§ Exercise goal: The answer must be a single number: the count of lines below that contain the string "Instant".

Records drawn from a dataset
....

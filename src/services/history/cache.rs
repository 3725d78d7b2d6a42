use std::sync::Mutex;
use std::time::{Duration, Instant};

use crate::infrastructure::storage::db::models::entry::EntryWithCategories;

/// Short-lived read cache for the entries-with-categories view.
///
/// One slot, fixed expiry, manual invalidation on mutation. Staleness is
/// bounded by the TTL even if an invalidation is missed.
pub struct QueryCache {
    ttl: Duration,
    slot: Mutex<Option<CachedEntries>>,
}

struct CachedEntries {
    cached_at: Instant,
    entries: Vec<EntryWithCategories>,
}

impl QueryCache {
    pub fn new(ttl: Duration) -> Self {
        Self {
            ttl,
            slot: Mutex::new(None),
        }
    }

    /// Cached value, or `None` when empty or expired.
    pub fn get(&self) -> Option<Vec<EntryWithCategories>> {
        let slot = self.slot.lock().unwrap();
        match slot.as_ref() {
            Some(cached) if cached.cached_at.elapsed() < self.ttl => Some(cached.entries.clone()),
            _ => None,
        }
    }

    pub fn put(&self, entries: Vec<EntryWithCategories>) {
        let mut slot = self.slot.lock().unwrap();
        *slot = Some(CachedEntries {
            cached_at: Instant::now(),
            entries,
        });
    }

    /// Drop the cached value; the next read goes to the store.
    pub fn invalidate(&self) {
        let mut slot = self.slot.lock().unwrap();
        *slot = None;
    }
}

#[cfg(test)]
mod tests {
    use super::*;

    #[test]
    fn test_empty_cache_misses() {
        let cache = QueryCache::new(Duration::from_secs(5));
        assert!(cache.get().is_none());
    }

    #[test]
    fn test_put_then_get() {
        let cache = QueryCache::new(Duration::from_secs(5));
        cache.put(Vec::new());
        assert!(cache.get().is_some());
    }

    #[test]
    fn test_invalidate_clears() {
        let cache = QueryCache::new(Duration::from_secs(5));
        cache.put(Vec::new());
        cache.invalidate();
        assert!(cache.get().is_none());
    }

    #[test]
    fn test_expiry() {
        let cache = QueryCache::new(Duration::from_millis(10));
        cache.put(Vec::new());
        std::thread::sleep(Duration::from_millis(20));
        assert!(cache.get().is_none());
    }
}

....

§ Response area: 3